I think i should see if MSE has a forum and bring up the topic there.
-
Here is the screenshot for the digital signature...
-
Here is the screenshot for the digital signature...
I'll take your word for it.... usually they look like this though don't they?
for example wermgr.exe
Microsoft Corporation
Windows Problem Reporting
WerMgr
© Microsoft Corporation. All rights reserved.
WerMgr
Microsoft® Windows® Operating System
6.1.7600.16385
I'm just telling you what the avast popup told me.
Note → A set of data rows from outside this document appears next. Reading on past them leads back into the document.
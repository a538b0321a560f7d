// Holder that keeps instantiated custom content in sync with the player

use super::target::SpawnedContent;
use glam::Vec3;

/// Owns a player's custom content and mirrors the sprite flip onto it
///
/// Level-triggered: each tick compares the current flip flag with the last one
/// applied and rewrites the content's horizontal scale only on change.
#[derive(Debug, Clone, PartialEq, Default)]
pub struct CustomContentHolder {
    content: Option<SpawnedContent>,
    last_flip_x: bool,
}

impl CustomContentHolder {
    pub fn new() -> Self {
        Self::default()
    }

    /// Bind freshly instantiated content, replacing any previous content
    pub fn bind(&mut self, content: SpawnedContent) {
        // Track whatever flip the new content already shows
        self.last_flip_x = content.local_scale.x < 0.0;
        self.content = Some(content);
    }

    /// Whether content has been bound
    pub fn is_ready(&self) -> bool {
        self.content.is_some()
    }

    pub fn content(&self) -> Option<&SpawnedContent> {
        self.content.as_ref()
    }

    pub fn content_mut(&mut self) -> Option<&mut SpawnedContent> {
        self.content.as_mut()
    }

    /// Mirror the flip flag; returns whether the content was updated
    pub fn tick(&mut self, flip_x: bool) -> bool {
        let Some(content) = self.content.as_mut() else {
            return false;
        };

        if flip_x == self.last_flip_x {
            return false;
        }

        content.local_scale = Vec3::new(if flip_x { -1.0 } else { 1.0 }, 1.0, 1.0);
        self.last_flip_x = flip_x;
        true
    }
}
I wish I would of screenshot it. and It has never happened before ever and i've been running these two for almost a year. 3 months on this fresh install.
I've posted the question at answers.microsoft.com.
-
Additional info from MS...
http://answers.microsoft.com/en-us/protect/forum/mse-protect_start/am-delta-patch-mpcmdrunexe/da6630bc-07f7-4573-9a00-a53775880217?msgId=9f1d34a7-b407-4c31-9ca5-fed2743accb5 (http://answers.microsoft.com/en-us/protect/forum/mse-protect_start/am-delta-patch-mpcmdrunexe/da6630bc-07f7-4573-9a00-a53775880217?msgId=9f1d34a7-b407-4c31-9ca5-fed2743accb5)
-
Additional info from MS...
http://answers.microsoft.com/en-us/protect/forum/mse-protect_start/am-delta-patch-mpcmdrunexe/da6630bc-07f7-4573-9a00-a53775880217?msgId=9f1d34a7-b407-4c31-9ca5-fed2743accb5 (http://answers.microsoft.com/en-us/protect/forum/mse-protect_start/am-delta-patch-mpcmdrunexe/da6630bc-07f7-4573-9a00-a53775880217?msgId=9f1d34a7-b407-4c31-9ca5-fed2743accb5)
interesting thread... Its no wonder those people are having issues since they are using windows xp which is extremely vulnerable, almost to the point its obsolete and unusable for most. In fact i have seen the same exact issue on an xp machine. Yes its one of the machines that eventually died in my house I believe due to a virus. What those people are describing was one of the symptoms imo. I've seen that exact issue on xp though, the MSE update hanging the pc and taking forever which should not happen at all. Unlike windows 7, you can not identify all the process use when this occurs, it is unknown what is eating up the cpu resources when this happens because there is no way to identify it, even with process explorer from sys internals I believe.
Here is the thread I have started on that site regarding my particular issue: http://answers.microsoft.com/en-us/protect/forum/mse-protect_updating/is-this-link-safe-and-related-to-mse/b9dc6281-af61-41de-a9b5-2d38ec1c9f2c
I myself feel I may have to abandon using pc's in the future. Its just not worth the cost anymore with alternatives that are just as good and cheaper, like phones, game consoles and cheap netbooks. so many viruses and malicious hackers out there its just not worth it anymore. I don blame the ipad and phones. I blame viruses and hackers, They are what is actually killing the industry and stalling our evolution and stifling our individual potential for true computing power. Its depressing.
-
This mess all seems connected somehow:
While my W10P HP Envy was browsing w/ Firefox, I turned on Settings> Win Defender> LimPerScan,
and immediately received(attached JPG:) 3 Avast warnings (which stupidly prevents text capture for research >:() & browsing failed (refreshed browsers seem fine).
Ms is getting more stupid about signing its stuff, but I still aborted them.
Then, trying to 'remove the file', searching C:\ for "am_delta_", Windows Explorer found ONLY "background.js" which Notepad.exe indicates is from Blur by Abine Inc. (which I have used for several years.) but text search canNOT find that text in that file. :-[
Is there still/now a problem with Avast Premium and WDefender 'occasional scan',
or has someone tried to sneak in on Ms sloppiness again, or ...?
PS: This post's "Attach" tool GUI is poor(no att confirmation), & [Preview] of this post prevents attachment viewing, which makes Avast's 'error text capture prevention' all the more obnoxious.